An examination of the foregoing authorities reveals many injustices resulting from the application of notice of claim provisions. Also, apparent in the opinions is a reluctance by the courts to strictly apply such provisions. The rationalization by many courts in refusing to require strict compliance shows that there is no sanctity to notice of claim provisions. We acknowledge that such provisions have been held to be valid in a majority of jurisdictions; however, it appears that the injustices inherent therein, the rationalizations by the courts and the consequent erosion of the requirements may herald a judicial reassessment of the validity of notice of claims statutes and ordinances.

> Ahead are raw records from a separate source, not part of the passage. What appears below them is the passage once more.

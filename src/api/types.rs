use serde::{Deserialize, Serialize};

pub use crate::ml::{PredictionRequest, PredictionResponse};

#[derive(Debug, Clone, Serialize, Deserialize)]
pub struct ErrorResponse {
    pub error: String,
}

impl ErrorResponse {
    pub fn new(message: impl Into<String>) -> Self {
        Self {
            error: message.into(),
        }
    }
}

#[derive(Debug, Clone, Serialize, Deserialize)]
pub struct HealthResponse {
    pub status: String,
    pub uptime_secs: i64,
    pub input_dim: usize,
    pub cities: Vec<String>,
}
//! Synthetic usage dataset
//!
//! Draws independent bills and labels each with a seasonal usage delta:
//! summer months go up 10-30%, monsoon months drift within ±5%, and the
//! rest of the year drops 10-25%.

use rand::seq::SliceRandom;
use rand::Rng;
use std::fs;
use std::path::Path;
use tracing::info;

use crate::domain::{target_month, City, Sample, Season, MAX_BILLING_CYCLE, MONTHS, UNITS_RANGE};
use crate::error::Result;

/// Default number of generated rows
pub const DEFAULT_SAMPLES: usize = 5000;

/// Generates labeled samples from the seasonal heuristic
pub struct DatasetSynthesizer<R: Rng> {
    rng: R,
}

impl<R: Rng> DatasetSynthesizer<R> {
    pub fn new(rng: R) -> Self {
        Self { rng }
    }

    /// Draw one sample
    pub fn sample(&mut self) -> Sample {
        let city = City::ALL
            .choose(&mut self.rng)
            .copied()
            .unwrap_or(City::Chennai);
        let last_paid_units = self.rng.gen_range(UNITS_RANGE);
        let billing_cycle = self.rng.gen_range(1..=MAX_BILLING_CYCLE);
        let last_paid_month = self.rng.gen_range(1..=MONTHS);
        let target = target_month(last_paid_month, billing_cycle);

        let (lo, hi) = Season::of_month(target).delta_fraction_bounds();
        let fraction = self.rng.gen_range(lo..=hi);
        let delta_units = round2(f64::from(last_paid_units) * fraction);

        Sample {
            city: city.to_string(),
            last_paid_month,
            billing_cycle,
            last_paid_units: f64::from(last_paid_units),
            target_month: target,
            delta_units,
        }
    }

    /// Draw `count` independent samples
    pub fn generate(&mut self, count: usize) -> Vec<Sample> {
        (0..count).map(|_| self.sample()).collect()
    }
}

/// Write samples as CSV with a header row, replacing any existing file.
pub fn write_csv<P: AsRef<Path>>(path: P, samples: &[Sample]) -> Result<()> {
    let path = path.as_ref();
    if let Some(parent) = path.parent() {
        if !parent.as_os_str().is_empty() && !parent.exists() {
            fs::create_dir_all(parent)?;
        }
    }

    let mut writer = csv::Writer::from_path(path)?;
    for sample in samples {
        writer.serialize(sample)?;
    }
    writer.flush()?;

    info!(rows = samples.len(), path = %path.display(), "Synthetic dataset written");
    Ok(())
}

/// Round to 2 decimal places.
///
/// Magnitudes past 1e15 have no fractional cents left to round and are
/// returned as-is, so scaling by 100 never overflows to infinity.
pub fn round2(x: f64) -> f64 {
    if !x.is_finite() || x.abs() >= 1e15 {
        return x;
    }
    (x * 100.0).round() / 100.0
}
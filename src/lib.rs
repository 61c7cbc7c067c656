pub mod api;
pub mod cli;
pub mod config;
pub mod dataset;
pub mod domain;
pub mod error;
pub mod ml;
pub mod training;

pub use config::AppConfig;
pub use dataset::{load_samples, write_csv, DatasetSynthesizer};
pub use domain::{target_month, City, Sample, Season};
pub use error::{PredictError, Result, WattError};
pub use ml::{ModelBundle, PredictionRequest, PredictionResponse, Predictor};
pub use training::{Trainer, TrainingReport};
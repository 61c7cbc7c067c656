use chrono::{Datelike, NaiveDate};
use serde::{Deserialize, Serialize};
use tracing::debug;

use crate::dataset::round2;
use crate::domain::target_month;
use crate::error::PredictError;
use crate::ml::artifacts::ModelBundle;
use crate::ml::features::RawFeatures;

/// Date format accepted for `last_paid_date`
pub const DATE_FORMAT: &str = "%Y-%m-%d";

/// One prediction query
#[derive(Debug, Clone, PartialEq, Serialize, Deserialize)]
pub struct PredictionRequest {
    pub city: String,
    pub last_paid_units: f64,
    /// `YYYY-MM-DD`
    pub last_paid_date: String,
    pub billing_cycle: u32,
}

/// Projected usage for the target month
#[derive(Debug, Clone, PartialEq, Serialize, Deserialize)]
pub struct PredictionResponse {
    pub delta: f64,
    pub predicted_units: f64,
    pub target_month: u32,
}

/// Runs requests through the loaded model bundle
#[derive(Debug, Clone)]
pub struct Predictor {
    bundle: ModelBundle,
}

impl Predictor {
    pub fn new(bundle: ModelBundle) -> Self {
        Self { bundle }
    }

    pub fn bundle(&self) -> &ModelBundle {
        &self.bundle
    }

    pub fn predict(
        &self,
        request: &PredictionRequest,
    ) -> std::result::Result<PredictionResponse, PredictError> {
        let last_paid_month = NaiveDate::parse_from_str(&request.last_paid_date, DATE_FORMAT)
            .map_err(|_| PredictError::InvalidDate {
                value: request.last_paid_date.clone(),
            })?
            .month();
        let target = target_month(last_paid_month, request.billing_cycle);

        let columns = self.bundle.columns();
        let features = columns.encode(
            RawFeatures {
                city: &request.city,
                last_paid_month,
                billing_cycle: request.billing_cycle,
                target_month: target,
                last_paid_units: request.last_paid_units,
            },
            self.bundle.units_scaler(),
        )?;

        let network = self.bundle.network();
        if features.len() != network.input_dim {
            return Err(PredictError::FeatureMismatch {
                got: features.len(),
                expected: network.input_dim,
            });
        }
        let scaled_delta = network
            .forward_scalar(&features)
            .map_err(|e| PredictError::Model(e.to_string()))?;

        let delta = self.bundle.delta_scaler().inverse_transform(scaled_delta);
        if !delta.is_finite() {
            return Err(PredictError::Model(format!(
                "non-finite delta {delta} from scaled output {scaled_delta}"
            )));
        }
        // NaN falls through f64::max to 0
        let predicted_units = (request.last_paid_units + delta).max(0.0);

        debug!(
            city = %request.city,
            target_month = target,
            scaled_delta,
            delta,
            predicted_units,
            "Prediction computed"
        );

        Ok(PredictionResponse {
            delta: round2(delta),
            predicted_units: round2(predicted_units),
            target_month: target,
        })
    }
}
use thiserror::Error;

/// Main error type for the forecaster
#[derive(Error, Debug)]
pub enum WattError {
    // Configuration errors
    #[error("Configuration error: {0}")]
    Config(#[from] config::ConfigError),

    // Serialization errors
    #[error("JSON serialization error: {0}")]
    Json(#[from] serde_json::Error),

    #[error("CSV error: {0}")]
    Csv(#[from] csv::Error),

    // Dataset errors
    #[error("Invalid dataset: {0}")]
    Dataset(String),

    // Model / artifact errors
    #[error("Model error: {0}")]
    Model(String),

    #[error("Artifact not found: {0}")]
    ArtifactNotFound(String),

    // Validation errors
    #[error("Validation failed: {0}")]
    Validation(String),

    // IO errors
    #[error("IO error: {0}")]
    Io(#[from] std::io::Error),

    // Generic errors
    #[error("Internal error: {0}")]
    Internal(String),

    #[error("{0}")]
    Other(#[from] anyhow::Error),
}

/// Result type alias for WattError
pub type Result<T> = std::result::Result<T, WattError>;

/// Errors a single prediction request can be rejected with
#[derive(Error, Debug, Clone, PartialEq, Eq)]
pub enum PredictError {
    #[error("Invalid date format")]
    InvalidDate { value: String },

    #[error("City not recognized")]
    UnknownCity { city: String },

    #[error("Feature vector has {got} columns, network expects {expected}")]
    FeatureMismatch { got: usize, expected: usize },

    #[error("Model evaluation failed: {0}")]
    Model(String),
}

impl PredictError {
    /// Whether the caller sent something we cannot serve (as opposed to a
    /// broken model on our side).
    pub fn is_client_error(&self) -> bool {
        matches!(self, Self::InvalidDate { .. } | Self::UnknownCity { .. })
    }
}

impl From<PredictError> for WattError {
    fn from(err: PredictError) -> Self {
        match err {
            PredictError::FeatureMismatch { .. } | PredictError::Model(_) => {
                WattError::Model(err.to_string())
            }
            other => WattError::Validation(other.to_string()),
        }
    }
}
use std::net::SocketAddr;
use tokio::net::TcpListener;
use tokio::signal;
use tracing::{error, info};

use crate::api::{create_router, AppState};
use crate::error::{Result, WattError};

/// Serve the prediction API until Ctrl+C / SIGTERM
pub async fn start_api_server(state: AppState, host: &str, port: u16) -> Result<()> {
    let app = create_router(state);

    let addr: SocketAddr = format!("{host}:{port}")
        .parse()
        .map_err(|e| WattError::Validation(format!("invalid bind address {host}:{port}: {e}")))?;

    let listener = TcpListener::bind(addr).await?;
    info!("Prediction API listening on http://{}", addr);

    axum::serve(listener, app)
        .with_graceful_shutdown(shutdown_signal())
        .await?;

    info!("Prediction API stopped");
    Ok(())
}

async fn shutdown_signal() {
    let ctrl_c = async {
        if let Err(e) = signal::ctrl_c().await {
            error!("Failed to install Ctrl+C handler: {}", e);
        }
    };

    #[cfg(unix)]
    let terminate = async {
        match signal::unix::signal(signal::unix::SignalKind::terminate()) {
            Ok(mut stream) => {
                stream.recv().await;
            }
            Err(e) => error!("Failed to install SIGTERM handler: {}", e),
        }
    };

    #[cfg(not(unix))]
    let terminate = std::future::pending::<()>();

    tokio::select! {
        _ = ctrl_c => {},
        _ = terminate => {},
    }
}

Notice of claim provisions have frequently been attacked in the courts as operating to deny due process and equal protection to private tort-feasors and to the victims of governmental torts. In the great majority of cases the courts have been reluctant to abolish the notice requirements, their rationale being two-fold. First, many decisions are based upon sovereign immunity; Brown v. Board of Trustees, 303 N.Y. 484, 104 N.E.2d 866 (1952); Brantley v. City of Dallas, 498 S.W.2d 452 (Tex. Civ. App. 1973); and second, upon a finding of a rational basis for the legislative classification. Bituminous Cas. Corp. v. The City of Evansville, 191 F.2d 572 (7th Cir. 1951); Crumbley v. City of Jacksonville, 102 Fla. 408, 135 So. 885, affirmed on rehearing 138 So. 486 (1931). Inasmuch as this Court has abrogated the doctrine of sovereign immunity as applied to municipalities we need consider such immunity no further as a justification for notice of claim provisions.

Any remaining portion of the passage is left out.